Jeremy Corbyn’s lifelong commitment to peace set him apart from the majority of the PLP like no other issue.  Although Labour’s 2017 manifesto remained committed to Trident and the 2% of GDP military spending target, there was a moment during the 2017 election campaign that turned the whole debate around foreign policy on its head and, in many ways, summed up the Corbyn project. Straight after the Manchester terror attack, Corbyn delivered a speech that highlighted the role that British foreign policy in the Middle East plays in fostering terrorism. It is totally unconventional for an opposition leader to deliver a political statement on such an issue. If the press and right-wing politicians were to pick a moment to deliver their fell blow and brandish him as a terrorist sympathiser forever, this would be it. Yet Labour’s poll ratings continued to rise. Jeremy Corbyn continued to demonstrate the merits of an anti-war foreign policy and dispel the myth that wars win elections.

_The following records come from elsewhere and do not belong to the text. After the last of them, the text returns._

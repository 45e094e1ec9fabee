//! The session manager: sign-in and sign-out flows, the current user and its renewal.

pub mod events;
pub mod renew;

#[cfg(test)]
pub(crate) mod tests;

use std::sync::{Arc, Weak};

use async_trait::async_trait;
use tokio::sync::{broadcast, OnceCell};
use tracing::{event, Level};
use url::Url;

pub use crate::core::models::SessionStatus;
pub use events::UserManagerEvent;

use crate::auth::{
    AccessTokenResponse, AuthorizationCodeTokenRequest, AuthorizationResponse, RefreshTokenRequest,
    RevocationRequest, TokenRequest, TokenTypeHint,
};
use crate::core::config::IdentityConfiguration;
use crate::core::models::{FlowState, IdentityUser};
use crate::core::types::Expiry;
use crate::error::{Error, Result};
use crate::oidc::types::Nonce;
use crate::oidc::ProviderMetadata;
use crate::provider::{HttpProviderClient, ProviderClient};
use crate::storage::{MemoryStore, Store};
use crate::token::{Expectations, JwksKeyResolver, KeyResolver, TokenValidator, ValidatedIdToken};
use crate::transport::coordinator::FlowHints;
use crate::transport::{FlowOutcome, Mechanism, Navigator, Purpose, TransportCoordinator};
use events::Events;
use renew::{renewal_delay, RenewScheduler};

/// The operations a host drives the session engine with.
#[async_trait]
pub trait SessionManager: Send + Sync {
    /// Removes flow states older than the configured max age and returns how many were
    /// removed.
    async fn clear_stale_state(&self) -> usize;

    /// The current user, or `None` when there is no unexpired session.
    async fn get_user(&self) -> Result<Option<IdentityUser>>;
    async fn store_user(&self, user: IdentityUser) -> Result<()>;
    async fn remove_user(&self) -> Result<()>;

    async fn sign_in_popup(&self) -> Result<IdentityUser>;
    async fn sign_in_popup_callback(&self, url: Option<&Url>) -> Result<IdentityUser>;
    async fn sign_in_silent(&self) -> Result<IdentityUser>;
    async fn sign_in_silent_callback(&self, url: Option<&Url>) -> Result<()>;
    /// Returns once navigation has started; the user arrives through
    /// [`SessionManager::sign_in_redirect_callback`].
    async fn sign_in_redirect(&self) -> Result<()>;
    async fn sign_in_redirect_callback(&self, url: Option<&Url>) -> Result<IdentityUser>;

    async fn sign_out_popup(&self) -> Result<()>;
    async fn sign_out_popup_callback(&self, keep_open: bool, url: Option<&Url>) -> Result<()>;
    async fn sign_out_redirect(&self) -> Result<()>;
    async fn sign_out_redirect_callback(&self, url: Option<&Url>) -> Result<()>;

    /// Asks the provider, without user interaction, whether its session is still alive.
    /// The stored user is left untouched.
    async fn query_session_status(&self) -> Result<SessionStatus>;
    /// Revokes the current access token. `Ok(false)` when there was nothing to revoke or
    /// the provider could not be reached.
    async fn revoke_access_token(&self) -> Result<bool>;

    async fn start_silent_renew(&self) -> Result<()>;
    async fn stop_silent_renew(&self);
}
use url::Url;

use crate::core::types::{ClientId, Scope};

#[derive(Debug, Clone)]
#[derive(serde::Serialize)]
#[serde(tag = "grant_type")]
pub enum TokenRequest {
    #[serde(rename = "authorization_code")]
    AuthorizationCode(AuthorizationCodeTokenRequest),
    #[serde(rename = "refresh_token")]
    RefreshToken(RefreshTokenRequest),
}

#[derive(Debug, Clone)]
#[derive(serde::Serialize)]
pub struct AuthorizationCodeTokenRequest {
    pub client_id: ClientId,
    pub redirect_uri: Url,
    pub code: String,
    #[serde(skip_serializing_if = "Option::is_none")]
    pub code_verifier: Option<String>,
}

#[derive(Debug, Clone)]
#[derive(serde::Serialize)]
pub struct RefreshTokenRequest {
    pub client_id: ClientId,
    pub refresh_token: String,
    #[serde(skip_serializing_if = "Option::is_none")]
    pub scope: Option<Scope>,
}

#[derive(Debug, Clone, PartialEq)]
#[derive(serde::Deserialize)]
pub struct AccessTokenResponse {
    pub access_token: String,
    pub token_type: String,
    #[serde(default)]
    pub refresh_token: Option<String>,
    #[serde(default)]
    pub expires_in: Option<u64>,
    #[serde(default)]
    pub scope: Option<Scope>,
    #[serde(default)]
    pub id_token: Option<String>,
}
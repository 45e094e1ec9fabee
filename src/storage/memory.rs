use std::collections::HashMap;

use async_trait::async_trait;
use parking_lot::RwLock;

use super::Store;
use crate::error::Result;

/// Records kept for the lifetime of the process.
#[derive(Debug, Default)]
pub struct MemoryStore {
    records: RwLock<HashMap<String, String>>,
}

impl MemoryStore {
    pub fn new() -> Self {
        Self::default()
    }
}

#[async_trait]
impl Store for MemoryStore {
    async fn load(&self, key: &str) -> Result<Option<String>> {
        Ok(self.records.read().get(key).cloned())
    }

    async fn save(&self, key: &str, record: String) -> Result<()> {
        self.records.write().insert(key.to_string(), record);
        Ok(())
    }

    async fn remove(&self, key: &str) -> Result<Option<String>> {
        Ok(self.records.write().remove(key))
    }

    async fn keys(&self, prefix: &str) -> Result<Vec<String>> {
        Ok(self
            .records
            .read()
            .keys()
            .filter(|k| k.starts_with(prefix))
            .cloned()
            .collect())
    }
}
use url::Url;

use crate::core::types::{ClientId, StateToken};

use super::types::{Display, Nonce, Prompt};

/// OpenID Connect extension parameters of an authorization request.
#[derive(Debug, Clone, Default, PartialEq, serde::Serialize)]
pub struct AuthorizationRequest {
    #[serde(skip_serializing_if = "Option::is_none")]
    pub nonce: Option<Nonce>,
    #[serde(skip_serializing_if = "Option::is_none")]
    pub display: Option<Display>,
    #[serde(skip_serializing_if = "Option::is_none")]
    pub prompt: Option<Prompt>,
    #[serde(skip_serializing_if = "Option::is_none")]
    pub max_age: Option<u64>,
    #[serde(skip_serializing_if = "Option::is_none")]
    pub ui_locales: Option<String>,
    #[serde(skip_serializing_if = "Option::is_none")]
    pub id_token_hint: Option<String>,
    #[serde(skip_serializing_if = "Option::is_none")]
    pub login_hint: Option<String>,
    #[serde(skip_serializing_if = "Option::is_none")]
    pub acr_values: Option<String>,
}

impl AuthorizationRequest {
    pub fn with_nonce(nonce: Option<Nonce>) -> Self {
        Self {
            nonce,
            ..Default::default()
        }
    }

    /// Parameters of a request that must complete without any user interaction.
    pub fn silent(nonce: Option<Nonce>, id_token_hint: Option<String>) -> Self {
        Self {
            nonce,
            prompt: Some(Prompt::None),
            id_token_hint,
            ..Default::default()
        }
    }
}

/// Parameters sent to the end-session endpoint.
#[derive(Debug, Clone, serde::Serialize)]
pub struct EndSessionRequest {
    pub client_id: ClientId,
    pub state: StateToken,
    #[serde(skip_serializing_if = "Option::is_none")]
    pub id_token_hint: Option<String>,
    #[serde(skip_serializing_if = "Option::is_none")]
    pub post_logout_redirect_uri: Option<Url>,
}
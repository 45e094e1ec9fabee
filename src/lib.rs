//! Asynchronous OpenID Connect session management.
//!
//! [`UserManager`] drives popup, hidden-frame and redirect sign-in flows against an
//! OpenID Connect provider, keeps the signed-in [`IdentityUser`] persisted in a
//! pluggable [`Store`], and renews it silently before the access token expires.

pub mod auth;
pub mod core;
pub mod error;
pub mod manager;
pub mod oidc;
pub mod provider;
pub mod storage;
pub mod token;
pub mod transport;
pub mod util;

pub use crate::core::config::IdentityConfiguration;
pub use crate::core::models::{FlowState, IdentityUser};
pub use error::{Error, Result};
pub use manager::{Runtime, SessionManager, SessionStatus, UserManager, UserManagerEvent};
pub use provider::{HttpProviderClient, ProviderClient};
pub use storage::{FileStore, MemoryStore, Store};
pub use transport::{FrameWindow, Mechanism, Navigator, PopupWindow, Purpose};
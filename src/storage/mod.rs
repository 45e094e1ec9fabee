//! Persistence of the user record and of in-flight flow states.

mod file;
mod memory;

pub use file::FileStore;
pub use memory::MemoryStore;

use async_trait::async_trait;

use crate::error::Result;

/// Key/value persistence for serialized records.
///
/// Writes to one key replace the previous record wholesale; concurrent writers never
/// interleave, the last one wins.
#[async_trait]
pub trait Store: Send + Sync {
    async fn load(&self, key: &str) -> Result<Option<String>>;
    async fn save(&self, key: &str, record: String) -> Result<()>;
    /// Removes the record and returns it, so that a record can be taken exactly once.
    async fn remove(&self, key: &str) -> Result<Option<String>>;
    async fn keys(&self, prefix: &str) -> Result<Vec<String>>;
}
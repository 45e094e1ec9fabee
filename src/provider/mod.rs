//! Back-channel calls to the identity provider.

mod http;

pub use http::HttpProviderClient;

use async_trait::async_trait;
use jsonwebtoken::jwk::JwkSet;
use serde_json::{Map, Value};
use url::Url;

use crate::auth::{AccessTokenResponse, RevocationRequest, TokenRequest};
use crate::error::Result;
use crate::oidc::ProviderMetadata;

#[async_trait]
pub trait ProviderClient: Send + Sync {
    /// Fetches the discovery document for `authority`.
    async fn metadata(&self, authority: &Url) -> Result<ProviderMetadata>;

    async fn exchange(&self, token_endpoint: &Url, request: &TokenRequest) -> Result<AccessTokenResponse>;

    async fn user_info(&self, userinfo_endpoint: &Url, access_token: &str) -> Result<Map<String, Value>>;

    async fn revoke(&self, revocation_endpoint: &Url, request: &RevocationRequest) -> Result<()>;

    async fn jwks(&self, jwks_uri: &Url) -> Result<JwkSet>;
}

So whose model of the centre ground works best? Is it Tony Blair’s assertion that elections are won by agreeing with your opponents on most major political questions, or is it Jeremy Corbyn’s appeal to the many by putting out a distinctly redistributive platform? Labour won a landslide in 1945 by disagreeing with the Tories. If we are confident in our left-wing beliefs, then we should be promoting them without hesitation. What Labour proved in 1945 and proved again in the aftermath of the 2017 general election is that the centre ground of public opinion is malleable and responds to political arguments. Tony Blair’s impression that centrists are above left-right politics—that they don’t stand for anything—is disingenuous. A centre ground of politicians who go a third way on essentially binary issues such as public or private does not exist; all must take sides. And increasingly, these so-called centrists are being proven out of touch with a newly febrile public opinion.

The socialists in the Labour Party who remain must continue to resist all efforts to return the party to Blair’s centre ground. However, given that so many have been expelled on trumped-up charges, this looks extremely difficult.